The 2024 Basque election and the region's long-term political landscape. While the rise of EH Bildu might suggest a heightening of pro-independence demands in the Basque Country, the public are more concerned about social and economic matters. Caroline Gray. Lecturer in Politics and International Relations Aston University. With an image of Caroline Gray and the Guggenheim, Bilbao.

The 2024 Basque election and the region's long-term political landscape

Published: 7 May 2024

By Caroline Gray

The key issue at the Basque regional election held on 21 April 2024 was whether EH Bildu, a federation of far-left separatist parties, would beat the incumbent Basque Nationalist Party (PNV), winner of every election bar one since the first held in 1980. In recognition of the challenge and EH Bildu’s appeal to younger voters, the PNV presented a new candidate for lehendakari (regional president), replacing Iñigo Urkullu, in power since 2012, with Imanol Pradales.
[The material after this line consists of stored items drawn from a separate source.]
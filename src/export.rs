//! Getting generated HTML out of the editor: clipboard and file download.

use std::io::{self, Write};
use std::path::{Path, PathBuf};

use base64::Engine;

/// File name used for every download.
pub const DOWNLOAD_FILE_NAME: &str = "newsletter.html";
/// Content type of the downloaded document.
pub const DOWNLOAD_CONTENT_TYPE: &str = "text/html";

/// Destination for copied output.
pub trait Clipboard {
    /// Place `text` on the clipboard.
    ///
    /// # Errors
    ///
    /// Returns an error when the clipboard cannot be written.
    fn set_text(&self, text: &str) -> io::Result<()>;
}

/// The terminal's clipboard: `pbcopy` on macOS, OSC 52 everywhere else.
#[derive(Debug, Default, Clone, Copy)]
pub struct SystemClipboard;

impl Clipboard for SystemClipboard {
    fn set_text(&self, text: &str) -> io::Result<()> {
        #[cfg(target_os = "macos")]
        {
            match copy_to_pbcopy(text) {
                Ok(()) => return Ok(()),
                Err(err) => tracing::debug!(%err, "pbcopy unavailable, using OSC 52"),
            }
        }
        copy_to_clipboard_osc52(text)
    }
}

#[cfg(target_os = "macos")]
fn copy_to_pbcopy(text: &str) -> io::Result<()> {
    use std::process::{Command, Stdio};

    let mut child = Command::new("pbcopy").stdin(Stdio::piped()).spawn()?;
    let written = child
        .stdin
        .take()
        .map_or(Ok(()), |mut stdin| stdin.write_all(text.as_bytes()));
    let status = child.wait()?;
    written?;
    if status.success() {
        Ok(())
    } else {
        Err(io::Error::other("pbcopy exited with an error"))
    }
}

fn copy_to_clipboard_osc52(text: &str) -> io::Result<()> {
    let mut out = io::stdout();
    out.write_all(osc52_sequence(text).as_bytes())?;
    out.flush()
}

/// Escape sequence asking the terminal to set the system clipboard.
pub fn osc52_sequence(text: &str) -> String {
    let encoded = base64::engine::general_purpose::STANDARD.encode(text.as_bytes());
    format!("\x1b]52;c;{encoded}\x07")
}

/// Write `html` to `newsletter.html` inside `dir`, replacing any previous download.
///
/// # Errors
///
/// Returns an error if the directory is missing or the file cannot be written.
pub fn write_download(dir: &Path, html: &str) -> io::Result<PathBuf> {
    let path = dir.join(DOWNLOAD_FILE_NAME);
    std::fs::write(&path, html)?;
    tracing::debug!(path = %path.display(), bytes = html.len(), "download written");
    Ok(path)
}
In the event, the PNV still won, but only just – the two parties secured the same number of seats (27 each out of a total of 75) but the PNV secured more votes. Still, the narrowness of its victory revealed the extent to which Basque politics is in flux.

While to many in Spain (especially on the right) EH Bildu is still seen as a pariah party due to past associations between left-wing separatists and the now disbanded terrorist group ETA, in the Basque Country the situation is quite different. There, EH Bildu has been the second largest political force since it first competed at the 2012 regional elections (Table 1) and is part of the daily political reality. For many, particularly younger voters, it has become the main representation not just of pro-independence but also left-wing politics – a factor hastened by the decline of the Socialists (PSOE) across Spain over the past decade and, more recently, the decline of newer, alternative left-wing options from Podemos to Sumar as well.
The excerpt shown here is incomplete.